Yúvol, Vento, Triste, Carlo, Marlo y el hijo de viuda. Desde su llegada a la villa con tal nombre se le conocía en la villa, y dentro del grupo como Amigo. Nada de un nombre cristiano, concreto, solo hijo de la viuda o Amigo. ¿El motivo? La historia formalmente resultaba simple, no tanto el fondo. Por supuesto al nacer le pusieron un nombre, en su caso el de su padre, no importa cuál, nombre que, desde la muerte de este a manos de Diablo, él se había negado a emplear. Al principio porque al oírlo y, en especial al pronunciarlo, el recuerdo y el sentimiento de culpabilidad, le angustiaban con tal virulencia que su madre debía acudir en auxilio de sus desconsuelos. Más tarde evitarlo se convirtió en una norma que algo tenía de desafío. Si le preguntaban, se limitaba a encogerse de hombros, indiferente a la incomodidad que su actitud despertaba, e incluso a las burlas que recibía. En ocasiones respondía con soy el hijo de la viuda, qué más da, a quién le importa e incluso puedes llamarme como te plazca. Así hasta que llegó un día en que, en una de las clases de escritura que seguían a las prácticas con la espada, Páter invitó a sus tres discípulos a escoger una firma alegando que ello les otorgaría una mayor distinción, distinción que por otra parte se habían ganado con sus progresos. La idea, no por buscar la distinción a la que Páter se refería, sino por planteársela como un juego, fue bien recibida y se pusieron a ello de inmediato. El sacerdote les hacía indicaciones respecto a las características que debía tener una firma, y aconsejaba sobre el trazado de las letras, eso en apariencia, pues en realidad había concebido un plan antes dirigido a los nombres que a sus grafías. No consideraba aceptable que un cristiano careciera de nombre y quería ponerle remedio. Por ello empezó preguntándole al hijo de la viuda, o a Amigo, con qué nombre estamparía su firma. Dudó este y sonrió aquel.

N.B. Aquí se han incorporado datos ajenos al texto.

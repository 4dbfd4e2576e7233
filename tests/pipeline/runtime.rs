//! Copyright © 2025-2026 Wenze Wei. All Rights Reserved.
//!
//! This file is part of Zi.
//! The Zi project belongs to the Dunimd Team.
//!
//! Licensed under the Apache License, Version 2.0 (the "License");
//! You may not use this file except in compliance with the License.
//! You may obtain a copy of the License at
//!
//!     http://www.apache.org/licenses/LICENSE-2.0
//!
//! Unless required by applicable law or agreed to in writing, software
//! distributed under the License is distributed on an "AS IS" BASIS,
//! WITHOUT WARRANTIES OR CONDITIONS OF ANY KIND, either express or implied.
//! See the License for the specific language governing permissions and
//! limitations under the License.


use std::sync::atomic::{AtomicUsize, Ordering};
use std::sync::Arc;

use zi_wrangle::directive::{ZiDirective, ZiDirectiveState, ZiExecutorContext};
use zi_wrangle::dsl::ZiUsageDefinition;
use zi_wrangle::errors::{Result, ZiError};
use zi_wrangle::pipeline::{ZiPipelinePhase, ZiRecipeRunner};
use zi_wrangle::record::{ZiRow, ZiRowBatch, ZiValue};
use zi_wrangle::registry::{ZiDirectiveEntry, ZiDirectiveRegistry};
use zi_wrangle::token::{ZiArguments, ZiTokenType};
use zi_wrangle::ZiEngineConfig;

static BOOM_DESTROYED: AtomicUsize = AtomicUsize::new(0);
static PICKY_DESTROYED: AtomicUsize = AtomicUsize::new(0);

/// Passes rows through and emits how many it saw when finishing.
#[derive(Debug, Default)]
struct Tally;

impl ZiDirective for Tally {
    fn name(&self) -> &'static str {
        "tally"
    }

    fn define(&self) -> Result<ZiUsageDefinition> {
        ZiUsageDefinition::builder("tally").build()
    }

    fn initialize(&mut self, _args: &ZiArguments) -> Result<()> {
        Ok(())
    }

    fn execute(&mut self, rows: ZiRowBatch, ctx: &mut ZiExecutorContext<'_>) -> Result<ZiRowBatch> {
        ctx.store().increment("seen", rows.len() as i64)?;
        Ok(rows)
    }

    fn finish(&mut self, ctx: &mut ZiExecutorContext<'_>) -> Result<ZiRowBatch> {
        let seen = ctx.store().int("seen")?;
        Ok(vec![ZiRow::new().with("tally", seen)])
    }
}

/// Fails on any row holding `explode`.
#[derive(Debug, Default)]
struct Boom;

impl ZiDirective for Boom {
    fn name(&self) -> &'static str {
        "boom"
    }

    fn define(&self) -> Result<ZiUsageDefinition> {
        ZiUsageDefinition::builder("boom").build()
    }

    fn initialize(&mut self, _args: &ZiArguments) -> Result<()> {
        Ok(())
    }

    fn execute(&mut self, rows: ZiRowBatch, _ctx: &mut ZiExecutorContext<'_>) -> Result<ZiRowBatch> {
        if rows.iter().any(|row| row.get("explode").is_some()) {
            return Err(ZiError::internal("row asked to explode"));
        }
        Ok(rows)
    }

    fn destroy(&mut self) {
        BOOM_DESTROYED.fetch_add(1, Ordering::SeqCst);
    }
}

/// Requires a column argument; counts its teardowns.
#[derive(Debug, Default)]
struct Picky;

impl ZiDirective for Picky {
    fn name(&self) -> &'static str {
        "picky"
    }

    fn define(&self) -> Result<ZiUsageDefinition> {
        ZiUsageDefinition::builder("picky")
            .define("column", ZiTokenType::ColumnName)
            .build()
    }

    fn initialize(&mut self, _args: &ZiArguments) -> Result<()> {
        Ok(())
    }

    fn execute(&mut self, rows: ZiRowBatch, _ctx: &mut ZiExecutorContext<'_>) -> Result<ZiRowBatch> {
        Ok(rows)
    }

    fn destroy(&mut self) {
        PICKY_DESTROYED.fetch_add(1, Ordering::SeqCst);
    }
}

fn picky() -> Box<dyn ZiDirective + Send> {
    Box::new(Picky)
}

fn tally() -> Box<dyn ZiDirective + Send> {
    Box::new(Tally)
}

fn boom() -> Box<dyn ZiDirective + Send> {
    Box::new(Boom)
}

fn registry() -> Arc<ZiDirectiveRegistry> {
    let mut registry = ZiDirectiveRegistry::with_defaults();
    registry
        .register(ZiDirectiveEntry {
            name: "tally",
            description: "Counts rows.",
            categories: &["test"],
            factory: tally,
        })
        .unwrap();
    registry
        .register(ZiDirectiveEntry {
            name: "boom",
            description: "Fails on demand.",
            categories: &["test"],
            factory: boom,
        })
        .unwrap();
    registry
        .register(ZiDirectiveEntry {
            name: "picky",
            description: "Needs a column.",
            categories: &["test"],
            factory: picky,
        })
        .unwrap();
    Arc::new(registry)
}

fn rows(n: usize) -> ZiRowBatch {
    (0..n).map(|i| ZiRow::new().with("i", i as i64)).collect()
}

#[test]
fn test_finish_output_flows_through_later_directives() {
    let runner = ZiRecipeRunner::new("tally\ntally").with_registry(registry());
    let out = runner.run(rows(3)).unwrap();

    assert_eq!(out.len(), 5);
    assert_eq!(out[3].get("tally"), Some(&ZiValue::Int(3)));
    assert_eq!(out[4].get("tally"), Some(&ZiValue::Int(4)));
}

#[test]
fn test_multiple_batches_before_finish() {
    let mut pipeline = ZiRecipeRunner::new("tally")
        .with_registry(registry())
        .compile()
        .unwrap()
        .into_pipeline();

    assert_eq!(pipeline.phase(), ZiPipelinePhase::Ready);
    assert_eq!(pipeline.execute(rows(2)).unwrap().len(), 2);
    assert_eq!(pipeline.execute(rows(5)).unwrap().len(), 5);
    let tail = pipeline.finish().unwrap();

    assert_eq!(tail, vec![ZiRow::new().with("tally", 7)]);
    assert_eq!(pipeline.phase(), ZiPipelinePhase::Finished);
    assert_eq!(pipeline.states(), vec![("tally", ZiDirectiveState::Finished)]);
    assert!(matches!(pipeline.execute(rows(1)), Err(ZiError::Pipeline { .. })));
}

#[test]
fn test_failure_aborts_and_destroys_every_directive() {
    let mut pipeline = ZiRecipeRunner::new("flatten :items\nboom\nflatten :other")
        .with_registry(registry())
        .compile()
        .unwrap()
        .into_pipeline();
    let before = BOOM_DESTROYED.load(Ordering::SeqCst);

    assert!(pipeline.execute(rows(2)).is_ok());
    let err = pipeline
        .execute(vec![ZiRow::new().with("explode", true)])
        .unwrap_err();

    assert!(matches!(err, ZiError::DirectiveExecution { ref directive, .. } if directive == "boom"));
    assert_eq!(pipeline.phase(), ZiPipelinePhase::Failed);
    assert!(pipeline
        .states()
        .iter()
        .all(|(_, state)| *state == ZiDirectiveState::Destroyed));
    assert!(matches!(pipeline.finish(), Err(ZiError::Pipeline { .. })));

    drop(pipeline);
    assert_eq!(BOOM_DESTROYED.load(Ordering::SeqCst) - before, 1);
}

#[test]
fn test_run_many_keeps_executions_apart() {
    let runner = ZiRecipeRunner::new("aggregate-stats :size :time :bytes :nanos");
    let inputs = vec![
        vec![ZiRow::new().with("size", "1KB").with("time", "1ms")],
        Vec::new(),
        vec![
            ZiRow::new().with("size", "2KB").with("time", "1s"),
            ZiRow::new().with("size", "2KB").with("time", "1s"),
        ],
    ];
    let outputs = runner.run_many(inputs).unwrap();

    assert_eq!(outputs.len(), 3);
    assert_eq!(outputs[0][0].get("bytes"), Some(&ZiValue::Int(1024)));
    assert!(outputs[1].is_empty());
    assert_eq!(outputs[2][0].get("bytes"), Some(&ZiValue::Int(4096)));
    assert_eq!(outputs[2][0].get("nanos"), Some(&ZiValue::Int(2_000_000_000)));
}

#[test]
fn test_lineage_is_static() {
    let recipe = ZiRecipeRunner::new("flatten :items\ntext-metric cosine :a :b :score")
        .compile()
        .unwrap();
    let lineage = recipe.lineage();

    assert_eq!(lineage.len(), 2);
    assert_eq!(lineage.entries()[1].statement, 1);
    assert_eq!(lineage.writers_of("score").len(), 1);
    assert_eq!(lineage.upstream_of("score"), vec!["a".to_string(), "b".to_string()]);
}

#[test]
fn test_unbound_directive_is_destroyed() {
    let err = ZiRecipeRunner::new("picky")
        .with_registry(registry())
        .compile()
        .unwrap_err();

    assert!(matches!(err, ZiError::Compile { .. }));
    assert_eq!(err.syntax_errors()[0].line, 1);
    assert_eq!(PICKY_DESTROYED.load(Ordering::SeqCst), 1);
}

#[test]
fn test_config_installs_logger() {
    let mut config = ZiEngineConfig::default();
    config.log.default_level = "DEBUG".to_string();
    let runner = ZiRecipeRunner::new("flatten :items").with_config(config);

    assert_ne!(log::max_level(), log::LevelFilter::Off);
    assert!(runner.run(Vec::new()).unwrap().is_empty());
}

#[test]
fn test_config_file_drives_runner() {
    let dir = tempfile::tempdir().unwrap();
    let path = dir.path().join("engine.yaml");
    std::fs::write(
        &path,
        "aliases:\n  explode: flatten\nexcluded: [parse-as-log]\nbatch_size: 2\n",
    )
    .unwrap();
    let config = ZiEngineConfig::from_path(&path).unwrap();
    assert_eq!(config.batch_size, Some(2));

    let runner = ZiRecipeRunner::new("explode :items").with_config(config.clone());
    let input = vec![ZiRow::new().with("items", ZiValue::Array(vec![1.into(), 2.into(), 3.into()]))];
    assert_eq!(runner.run(input).unwrap().len(), 3);

    let err = ZiRecipeRunner::new("parse-as-log :line common")
        .with_config(config)
        .run(Vec::new())
        .unwrap_err();
    assert!(matches!(err, ZiError::Compile { .. }));
}

#[test]
fn test_invalid_config_is_rejected() {
    assert!(ZiEngineConfig::from_json_str(r#"{"batch_size": 0}"#).is_err());
    assert!(ZiEngineConfig::from_json_str(r#"{"aliases": {"a": "b", "b": "flatten"}}"#).is_err());
}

—Niño ya no te vale, ¿verdad? —empezó—. Has crecido demasiado. ¿Hijo de la viuda te parece apropiado? Tal vez habría que pensar en algo más concreto. Por desgracia hijos de viudas hay muchos.
El ya adolescente aceptó la reflexión por lógica y, tras pensarlo durante unos segundos propuso:
—¿Amigo? Es una posibilidad aunque no sea el nombre de ningún santo, tampoco es una obligación.
Consultó con sus compañeros, y amigos, que permanecieron en silencio y a la espera. Se trataba de una decisión personal y la respetarían fuese cual fuese. Repitió la sonrisa el clérigo.
—¿Amigo? Como firma suena extraño, ¿no? Mucha gente entre sí se llama amigo, es decir, utilidad no tiene demasiada. En realidad, es un poco como lo del hijo de la viuda, o peor ya que está aún más extendido. No creo que con ello avanzásemos, pero, en fin, si ese es tu deseo, sea.
Sin convencimiento, el hijo de la viuda se puso en ello. Mientras tanto, el resto valoraban sus firmas con mayor o menor grado de conformidad. Páter les iba felicitando manteniéndose pendiente al mismo tiempo del hijo de la viuda, que se mantenía con la pluma suspendida sobre el papel.
—¿Decías que quieres llamarte Amigo? —invitó—. De acuerdo, es tu decisión, adelante. La primera, la a.
Todos sabían que Amigo no suponía ninguna solución, incluso él. Aun así, no encontrando alternativa, asintió y empezó a escribir. Apareció en el papel una A y la duda que llegó a continuación alejó la pluma un centímetro. Este es el momento, se dijo el sacerdote.
—Por cierto, el otro día me surgió una duda. ¿Cuánto hace que llegaste con tu madre a la villa de Arlot?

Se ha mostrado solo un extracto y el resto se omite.